As we age, it gets increasingly difficult to maintain body temperature, and with a more limited budget, we may be tempted to scrimp on the heating bill. Unfortunately, hypothermia is a very real concern for seniors, as more than 600 seniors die every year from it. An easy way to ensure you are staying warm enough is to set your thermostat to at least 68 degrees Fahrenheit (many utility companies offer assistance to seniors on fixed incomes during the winter months on their bills). It’s always a great idea to have working carbon monoxide detectors in the home, especially if you use space heaters.

With a little planning and determination, winter can be truly enjoyed, rather than simply endured. Prioritize your health and well-being, body and mind, and you can make the most of the cold season.

Megan Hammons lives in the Central Texas countryside just outside of Austin, pursuing her love for copywriting after a career in high-tech marketing. She is part of a large, diverse family and enjoys spending time with the multiple generations living in her community.

6 Comments

  1. Jennie December 16, 2015 Reply

    Great post Megan, nice and concise checklist with all the right points made. I learned something key which I’d not come across before (but it makes perfect sense why) I wasn’t aware that on the whole frozen foods contain less than their tinned counterparts. I’ll be taking that home with me if you don’t mind! The point made about the need for Vitamin D is a particularly vital point, especially for those of us whose daylight hours dwindle over the winter months (I’m based in England). As very few foods contain adequate levels of Vitamin D and sunshine can prove to be a bit of a luxury through certain times of the year I’d strongly recommend supplementation to go alongside the above points. I’ve seen first hand how, over just a couple of weeks, supplementation can help at this time of year. My father used to suffer terribly with S.A.D. (Seasonal Affective Disorder / WInter Blues) especially after my mother’s passing. Even though he eats well and has always been pretty active in the local community, the difference between his overall well being before and after he starting supplementing his diet is truly ‘night and day’. Thats just my two pence, or rather cents 🙂

  2. Rachel August 17, 2016 Reply

    My grandmother always struggled with eating well in the winter because of the holiday seasons she spent with us! It’s important to be conscious of what you’re eating when your senior family members are visiting. Thanks for sharing the tips.

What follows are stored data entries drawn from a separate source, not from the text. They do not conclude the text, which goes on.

//! Profiles Repository

use async_trait::async_trait;
use mockall::automock;
use sqlx::{FromRow, PgPool, Row, postgres::PgRow};

use crate::domain::{
    departments::records::DepartmentId,
    profiles::{
        data::ProfileFilter,
        queries,
        records::{ProfileId, ProfileRecord, SubDepartmentId},
    },
    status::Status,
};

/// Undecoded result of the profile menu detail query.
#[derive(Debug, Clone, Default, PartialEq, Eq)]
pub struct ProfileMenuDetailsRow {
    /// Comma-joined `id-role_id-user_menu_id` triples.
    pub profile_menu_details: Option<String>,
    pub description: Option<String>,
}

#[automock]
#[async_trait]
/// Profile read operations.
pub trait ProfilesRepository: Send + Sync {
    /// Profiles matching every present filter field, newest id first.
    async fn search_profiles(&self, filter: ProfileFilter)
    -> Result<Vec<ProfileRecord>, sqlx::Error>;

    /// Aggregated active menus of a profile, or `None` when nothing matched.
    async fn fetch_profile_menu_details(
        &self,
        profile: ProfileId,
    ) -> Result<Option<ProfileMenuDetailsRow>, sqlx::Error>;
}

#[derive(Debug, Clone)]
/// PostgreSQL-backed profiles repository.
pub struct PgProfilesRepository {
    pool: PgPool,
}

impl PgProfilesRepository {
    /// Creates a new repository instance.
    #[must_use]
    pub fn new(pool: PgPool) -> Self {
        Self { pool }
    }
}

#[async_trait]
impl ProfilesRepository for PgProfilesRepository {
    #[tracing::instrument(name = "profiles.repository.search_profiles", skip(self), err)]
    async fn search_profiles(
        &self,
        filter: ProfileFilter,
    ) -> Result<Vec<ProfileRecord>, sqlx::Error> {
        let mut builder = queries::profile_search_query(&filter);

        builder
            .build_query_as::<ProfileRecord>()
            .fetch_all(&self.pool)
            .await
    }

    #[tracing::instrument(
        name = "profiles.repository.fetch_profile_menu_details",
        skip(self),
        fields(profile_id = %profile),
        err
    )]
    async fn fetch_profile_menu_details(
        &self,
        profile: ProfileId,
    ) -> Result<Option<ProfileMenuDetailsRow>, sqlx::Error> {
        let mut builder = queries::profile_menu_detail_query(profile);

        builder
            .build_query_as::<ProfileMenuDetailsRow>()
            .fetch_optional(&self.pool)
            .await
    }
}

impl<'r> FromRow<'r, PgRow> for ProfileRecord {
    fn from_row(row: &'r PgRow) -> sqlx::Result<Self> {
        let status: String = row.try_get("status")?;

        let status = status.parse::<Status>().map_err(|e| sqlx::Error::ColumnDecode {
            index: "status".to_string(),
            source: Box::new(e),
        })?;

        Ok(Self {
            id: ProfileId::from_i64(row.try_get("id")?),
            name: row.try_get("name")?,
            status,
            department_id: DepartmentId::from_i64(row.try_get("department_id")?),
            sub_department_id: SubDepartmentId::from_i64(row.try_get("sub_department_id")?),
        })
    }
}

impl<'r> FromRow<'r, PgRow> for ProfileMenuDetailsRow {
    fn from_row(row: &'r PgRow) -> sqlx::Result<Self> {
        Ok(Self {
            profile_menu_details: row.try_get("profile_menu_details")?,
            description: row.try_get("description")?,
        })
    }
}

  3. selena October 6, 2016 Reply

    good articles about fitness thanks 🙂

  4. Alisa November 8, 2016 Reply

    This is really wonderful article and please do let me know if you accept guest post

  5. Hethre Honna November 23, 2016 Reply

    Hi Hammons,

    A very to the point and comprehensive article. It is definitely a good piece of advice that you have given here. However, there is one thing that I would like to add over here. Although Vitamin D is essential for seniors and they should enjoy the sunshine as well but along with that it is also necessary to take some precautionary measures, like use of a good sunblock as seniors are really vulnerable to skin burns and skin cancers.